What I remember about July 1st, is my mother’s scream. Her piercing voice almost inaudible; “He’s dead, he jumped, he’s dead Hannah, he’s dead.” My immediate thought was “Where is my dad?”
I heard my mother, I heard what she said, but this was my dad. He couldn’t have died. Dads don’t just die and leave their families behind.
I saw him just ten days before his death. I made a trip in for Father’s Day after getting a call from my mom about a week prior. She mentioned he wasn’t doing well. He was depressed, losing sight of what this life had given him, what it still could give him. He was losing interest in living; something that was new for him. I booked my flight to Roanoke from Denver and spent time with him that weekend. But it wasn’t my father I saw, it was a skeletal frame of him. He was frantic, scared, lost and desolate. The first thing he said to me as soon as I got home was, “Hannah I am not well.” My father knew his mental health was declining at a rate that wouldn’t allow for us to intervene and save him.
It was my job to save him. I save patients everyday as a nurse, but when it came to the man I loved the most, I was helpless. I saw the signs. All of them. He gave me his favorite worn-down hoodie that he loved so much that there were holes in it. But he was my dad. He wouldn’t kill himself. He wasn’t that ill. He would overcome this.

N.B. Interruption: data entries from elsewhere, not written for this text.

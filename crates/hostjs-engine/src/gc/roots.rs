//! GC root tracking

use crate::value::{ObjectId, RawValue};

/// Root set for garbage collection.
///
/// Rebuilt for every collection from the runtime state.
#[derive(Debug, Default)]
pub struct RootSet {
    /// Values on the native call stack
    stack_roots: Vec<ObjectId>,

    /// Context intrinsics, globals and pending exceptions
    context_roots: Vec<ObjectId>,

    /// Objects referenced by the host
    host_roots: Vec<ObjectId>,
}

impl RootSet {
    pub fn new() -> Self {
        Self::default()
    }

    /// Add a stack root (immediates are ignored).
    pub fn add_stack_root(&mut self, value: &RawValue) {
        if let Some(id) = value.as_object() {
            self.stack_roots.push(id);
        }
    }

    pub fn add_context_root(&mut self, id: ObjectId) {
        self.context_roots.push(id);
    }

    pub fn add_host_root(&mut self, id: ObjectId) {
        self.host_roots.push(id);
    }

    /// Iterate over all roots.
    pub fn iter(&self) -> impl Iterator<Item = ObjectId> + '_ {
        self.stack_roots
            .iter()
            .chain(self.context_roots.iter())
            .chain(self.host_roots.iter())
            .copied()
    }

    pub fn len(&self) -> usize {
        self.stack_roots.len() + self.context_roots.len() + self.host_roots.len()
    }

    pub fn is_empty(&self) -> bool {
        self.len() == 0
    }
}

#[cfg(test)]
mod tests {
    use super::*;

    #[test]
    fn test_immediates_not_rooted() {
        let mut roots = RootSet::new();
        roots.add_stack_root(&RawValue::Int(1));
        roots.add_stack_root(&RawValue::string("s"));
        assert!(roots.is_empty());

        let id = ObjectId::next();
        roots.add_stack_root(&RawValue::Object(id));
        roots.add_host_root(id);
        assert_eq!(roots.len(), 2);
        assert_eq!(roots.iter().collect::<Vec<_>>(), vec![id, id]);
    }
}
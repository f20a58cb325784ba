use criterion::{black_box, criterion_group, criterion_main, BenchmarkId, Criterion, Throughput};
use hostjs::{ClassBuilder, Context, HandleStore, HostObject, Runtime, RuntimeOptions, Value};
use std::sync::Arc;

fn bench_store_load_delete(c: &mut Criterion) {
    let store = HandleStore::new();

    c.bench_function("handle_store_cycle", |b| {
        b.iter(|| {
            let id = store.store(black_box(42u64));
            let value = store.load(id);
            store.delete(id);
            value
        });
    });
}

fn bench_concurrent_store(c: &mut Criterion) {
    let mut group = c.benchmark_group("handle_store_threads");

    for threads in [1usize, 2, 4, 8] {
        group.throughput(Throughput::Elements((threads * 1000) as u64));
        group.bench_with_input(BenchmarkId::from_parameter(threads), &threads, |b, &threads| {
            b.iter(|| {
                let store = Arc::new(HandleStore::new());
                std::thread::scope(|scope| {
                    for _ in 0..threads {
                        let store = Arc::clone(&store);
                        scope.spawn(move || {
                            for i in 0..1000u64 {
                                let id = store.store(i);
                                store.delete(id);
                            }
                        });
                    }
                });
            });
        });
    }

    group.finish();
}

struct Point {
    x: f64,
    y: f64,
}

impl HostObject for Point {}

fn bench_method_dispatch(c: &mut Criterion) {
    let rt = Runtime::with_options(RuntimeOptions::default().with_gc_threshold(10_000));
    let ctx = rt.new_context().unwrap();
    let point = ClassBuilder::new("Point")
        .constructor(|_ctx: &Context, _this: &Value, args: &[Value]| {
            Ok(Point {
                x: args[0].to_f64()?,
                y: args[1].to_f64()?,
            })
        })
        .method("norm", |_ctx: &Context, this: &Value, _args: &[Value]| {
            this.with_bound(|p: &mut Point| (p.x * p.x + p.y * p.y).sqrt())
        })
        .build(&ctx)
        .unwrap();
    let p = point.constructor.construct(&[ctx.int(3), ctx.int(4)]).unwrap();

    c.bench_function("method_dispatch", |b| {
        b.iter(|| p.call_method(black_box("norm"), &[]).unwrap());
    });

    c.bench_function("construct_instance", |b| {
        b.iter(|| point.constructor.construct(&[ctx.int(1), ctx.int(2)]).unwrap());
    });
}

criterion_group!(benches, bench_store_load_delete, bench_concurrent_store, bench_method_dispatch);
criterion_main!(benches);
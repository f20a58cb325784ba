//! Conversions between host values and script values
//!
//! [`IntoJs`] and [`FromJs`] cover the primitive types host callbacks
//! usually exchange. Numbers follow script semantics: every numeric type
//! goes through `f64`, integers are exact up to 2^53.

use crate::context::Context;
use crate::error::{Error, Result};
use crate::value::Value;

/// Convert a host value into a script value.
pub trait IntoJs {
    fn into_js(self, ctx: &Context) -> Result<Value>;
}

/// Convert a script value into a host value.
pub trait FromJs: Sized {
    fn from_js(value: &Value) -> Result<Self>;
}

// ============================================================================
// IntoJs
// ============================================================================

impl IntoJs for Value {
    fn into_js(self, _ctx: &Context) -> Result<Value> {
        Ok(self)
    }
}

impl IntoJs for &Value {
    fn into_js(self, _ctx: &Context) -> Result<Value> {
        Ok(self.clone())
    }
}

impl IntoJs for () {
    fn into_js(self, ctx: &Context) -> Result<Value> {
        Ok(ctx.undefined())
    }
}

impl IntoJs for bool {
    fn into_js(self, ctx: &Context) -> Result<Value> {
        Ok(ctx.bool(self))
    }
}

impl IntoJs for i32 {
    fn into_js(self, ctx: &Context) -> Result<Value> {
        Ok(ctx.int(self))
    }
}

impl IntoJs for u32 {
    fn into_js(self, ctx: &Context) -> Result<Value> {
        Ok(ctx.float(self as f64))
    }
}

impl IntoJs for i64 {
    fn into_js(self, ctx: &Context) -> Result<Value> {
        Ok(ctx.float(self as f64))
    }
}

impl IntoJs for f32 {
    fn into_js(self, ctx: &Context) -> Result<Value> {
        Ok(ctx.float(self as f64))
    }
}

impl IntoJs for f64 {
    fn into_js(self, ctx: &Context) -> Result<Value> {
        Ok(ctx.float(self))
    }
}

impl IntoJs for String {
    fn into_js(self, ctx: &Context) -> Result<Value> {
        Ok(ctx.string(&self))
    }
}

impl IntoJs for &str {
    fn into_js(self, ctx: &Context) -> Result<Value> {
        Ok(ctx.string(self))
    }
}

impl<T: IntoJs> IntoJs for Option<T> {
    fn into_js(self, ctx: &Context) -> Result<Value> {
        match self {
            Some(value) => value.into_js(ctx),
            None => Ok(ctx.null()),
        }
    }
}

// ============================================================================
// FromJs
// ============================================================================

impl FromJs for Value {
    fn from_js(value: &Value) -> Result<Self> {
        Ok(value.clone())
    }
}

impl FromJs for () {
    fn from_js(_value: &Value) -> Result<Self> {
        Ok(())
    }
}

impl FromJs for bool {
    fn from_js(value: &Value) -> Result<Self> {
        if value.is_bool() {
            Ok(value.to_bool())
        } else {
            Err(Error::type_mismatch("boolean", value.type_name()))
        }
    }
}

impl FromJs for f64 {
    fn from_js(value: &Value) -> Result<Self> {
        value.to_f64()
    }
}

impl FromJs for f32 {
    fn from_js(value: &Value) -> Result<Self> {
        Ok(value.to_f64()? as f32)
    }
}

impl FromJs for i32 {
    fn from_js(value: &Value) -> Result<Self> {
        value.to_i32()
    }
}

impl FromJs for i64 {
    fn from_js(value: &Value) -> Result<Self> {
        let n = value.to_f64()?;
        Ok(if n.is_finite() { n as i64 } else { 0 })
    }
}

impl FromJs for u32 {
    fn from_js(value: &Value) -> Result<Self> {
        let n = value.to_f64()?;
        Ok(if n.is_finite() { n as u32 } else { 0 })
    }
}

impl FromJs for String {
    fn from_js(value: &Value) -> Result<Self> {
        value
            .as_str()
            .map(String::from)
            .ok_or_else(|| Error::type_mismatch("string", value.type_name()))
    }
}

impl<T: FromJs> FromJs for Option<T> {
    fn from_js(value: &Value) -> Result<Self> {
        if value.is_undefined() || value.is_null() {
            Ok(None)
        } else {
            T::from_js(value).map(Some)
        }
    }
}
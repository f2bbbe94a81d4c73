//! Collision detection between the player and falling entities
//!
//! Everything is an axis-aligned box. Overlap is strict: boxes that only
//! share an edge do not collide. Obstacle checks run against boxes shrunk by
//! a per-side inset so near misses read as misses on screen.

use std::collections::BTreeSet;

use glam::Vec2;
use serde::{Deserialize, Serialize};

use super::state::{Obstacle, Player, PowerUp};

/// Axis-aligned bounding box
#[derive(Debug, Clone, Copy, PartialEq, Serialize, Deserialize)]
pub struct Aabb {
    pub min: Vec2,
    pub max: Vec2,
}

impl Aabb {
    pub fn from_pos_size(pos: Vec2, size: Vec2) -> Self {
        Self {
            min: pos,
            max: pos + size,
        }
    }

    /// Shrink every side by `amount`. Never inverts: an inset larger than
    /// half an extent collapses that axis onto its centre line.
    pub fn inset(&self, amount: f32) -> Self {
        let half = (self.max - self.min) / 2.0;
        let shrink = Vec2::splat(amount).min(half);
        Self {
            min: self.min + shrink,
            max: self.max - shrink,
        }
    }

    /// Strict overlap test
    #[inline]
    pub fn overlaps(&self, other: &Aabb) -> bool {
        self.min.x < other.max.x
            && self.max.x > other.min.x
            && self.min.y < other.max.y
            && self.max.y > other.min.y
    }

    pub fn center(&self) -> Vec2 {
        (self.min + self.max) / 2.0
    }
}

/// Result of the player touching one or more obstacles this tick
#[derive(Debug, Clone, Copy, PartialEq, Eq)]
pub enum ContactOutcome {
    /// A shield charge ate every hit
    Absorbed,
    /// No shield, but a spare life covered every hit
    LifeLost,
    /// Run over
    Fatal,
}

#[derive(Debug, Clone)]
pub struct ObstacleContact {
    pub ids: BTreeSet<u32>,
    pub outcome: ContactOutcome,
}

/// Ids of obstacles whose inset hitbox overlaps the player's inset hitbox
pub fn player_vs_obstacles(player: &Player, obstacles: &[Obstacle], inset: f32) -> BTreeSet<u32> {
    let hitbox = player.bounds().inset(inset);
    obstacles
        .iter()
        .filter(|o| hitbox.overlaps(&o.bounds().inset(inset)))
        .map(|o| o.id)
        .collect()
}

/// Ids of uncollected power-ups touching the player's full bounds
pub fn player_vs_powerups(player: &Player, powerups: &[PowerUp]) -> BTreeSet<u32> {
    let bounds = player.bounds();
    powerups
        .iter()
        .filter(|p| !p.collected && bounds.overlaps(&p.bounds()))
        .map(|p| p.id)
        .collect()
}

/// Decide what a set of simultaneous hits means. One shield charge, or
/// failing that one spare life, covers all of them. Shields go first since
/// they expire anyway.
pub fn resolve_obstacle_contact(
    hits: BTreeSet<u32>,
    shielded: bool,
    spare_lives: u8,
) -> Option<ObstacleContact> {
    if hits.is_empty() {
        return None;
    }
    let outcome = if shielded {
        ContactOutcome::Absorbed
    } else if spare_lives > 0 {
        ContactOutcome::LifeLost
    } else {
        ContactOutcome::Fatal
    };
    Some(ObstacleContact { ids: hits, outcome })
}

/// Horizontal distance between the player's and an obstacle's centres
#[inline]
pub fn lateral_distance(player: &Player, obstacle: &Obstacle) -> f32 {
    (player.center_x() - obstacle.center_x()).abs()
}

The night before I left to go back to Colorado, I found him on the couch crying at 3 a.m. He said he didn’t want to do this anymore. I thought he was exaggerating, crying for help, so that his mental health wouldn’t decline any further. He said he wouldn’t do this to me; that he wouldn’t take his own life, but even my dad didn’t know the extent of the malignancy of his mental illness.
It was my turn to save my dad. He saved me in countless ways. I have experienced depression since I was 15 years old. He made me feel loved, accounted for and valued. My dad helped me feel accepted for the daughter I was to him. He helped me navigate through my doubts and frustrations in life, at such a young age. He was gentle with my emotions and validated my concerns that came so early in life. So why was it that life was so unfair that as a daughter, I remained unable to help my father the way he needed? I ask myself this every day.
It is paralyzing to not hold the answers. It is paralyzing to replay that phone call in my mind, every day. It is paralyzing to listen to my dad’s voicemail that he left for me. But I have learned that trauma can stem from many experiences. For me, it’s that phone call, and knowing what my mother and brother had witnessed and experienced that morning at 11:30 am.
This is the source of my unbearable pain and trauma. But it is also where I have found my strength. It is how my family has found their strength. The worst of this is behind us. There seems to be nothing in comparison that could come close to this pain.
The strength to survive that day, and the next, and the next, has given me a day-to-day goal. “Just get through this; through today. Tomorrow is better, it has to be better.” I thought that it was my job to “fix” my dad, to help him, to save him, but throughout this process, again he has saved me. He gifted me one last piece of armor, the strength I need to get through the most difficult of times, and to go on in life with love and light. I put this armor on every day. I begin this mental battle that I wish I didn’t have to fight; grieving for the man I love the most.
Hannah Tudor, the youngest daughter of the late Roanoke businessman Louis Tudor. She is in Nurse Practitioner school, and works as a Neonatal ICU nurse in Denver.